- WHAT IS BEING ASKED -
When the word "attr" shows up in a line of the records below, copy that line.

- MATERIAL SHOWN -
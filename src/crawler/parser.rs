//! Link discovery for shallow crawling
//!
//! This module handles parsing HTML content to extract the links a seed page
//! points to, and selecting the few that will be followed.

use crate::state::VisitedSet;
use crate::url::{normalize_url, same_host};
use rand::seq::SliceRandom;
use scraper::{Html, Selector};
use std::collections::HashSet;
use url::Url;

/// Extracts all followable links from an HTML document
///
/// # Link Extraction Rules
///
/// **Include:**
/// - `<a href="...">` tags anywhere in the document
///
/// **Exclude:**
/// - `<a href="..." download>`
/// - `javascript:`, `mailto:`, `tel:` links
/// - Data URIs
/// - Fragment-only links (same page anchors)
/// - Anything that is not http(s) after resolution
///
/// Links are resolved against `base_url`, normalized and de-duplicated,
/// keeping document order.
///
/// # Example
///
/// ```
/// use corpus_scraper::crawler::extract_links;
/// use url::Url;
///
/// let html = r#"<html><body><a href="/page">Link</a></body></html>"#;
/// let base_url = Url::parse("https://example.com/").unwrap();
/// let links = extract_links(html, &base_url);
/// assert_eq!(links[0].as_str(), "https://example.com/page");
/// ```
pub fn extract_links(html: &str, base_url: &Url) -> Vec<Url> {
    let document = Html::parse_document(html);
    let mut seen = HashSet::new();
    let mut links = Vec::new();

    let Ok(a_selector) = Selector::parse("a[href]") else {
        return links;
    };

    for element in document.select(&a_selector) {
        if element.value().attr("download").is_some() {
            continue;
        }

        if let Some(url) = element
            .value()
            .attr("href")
            .and_then(|href| resolve_link(href, base_url))
        {
            if seen.insert(url.as_str().to_string()) {
                links.push(url);
            }
        }
    }

    links
}

/// Resolves a link href to a normalized absolute URL
///
/// Returns None if the link should be excluded.
fn resolve_link(href: &str, base_url: &Url) -> Option<Url> {
    let href = href.trim();

    if href.is_empty() || href.starts_with('#') {
        return None;
    }

    let lower = href.to_ascii_lowercase();
    if lower.starts_with("javascript:")
        || lower.starts_with("mailto:")
        || lower.starts_with("tel:")
        || lower.starts_with("data:")
    {
        return None;
    }

    let absolute_url = base_url.join(href).ok()?;
    normalize_url(absolute_url.as_str()).ok()
}

/// Selects the links to follow from a seed page
///
/// # Arguments
///
/// * `html` - The seed page's HTML
/// * `page_url` - The URL the HTML was served from, after redirects
/// * `max_follow` - Upper bound on the number of returned URLs
/// * `host_scope` - When set, only links on this URL's host are kept
/// * `visited` - URLs already attempted; these are never returned
///
/// The candidates are shuffled before truncation so that repeated runs do not
/// always follow the navigation links at the top of the page.
pub fn discover_links(
    html: &str,
    page_url: &Url,
    max_follow: usize,
    host_scope: Option<&Url>,
    visited: &VisitedSet,
) -> Vec<Url> {
    if max_follow == 0 {
        return Vec::new();
    }

    let page_key = normalize_url(page_url.as_str()).ok();

    let mut candidates: Vec<Url> = extract_links(html, page_url)
        .into_iter()
        .filter(|link| Some(link) != page_key.as_ref())
        .filter(|link| !visited.contains(link))
        .filter(|link| host_scope.map_or(true, |scope| same_host(link, scope)))
        .collect();

    candidates.shuffle(&mut rand::rng());
    candidates.truncate(max_follow);
    candidates
}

- ANSWER AREA -
        if element.value().attr("download").is_some() {
            .attr("href")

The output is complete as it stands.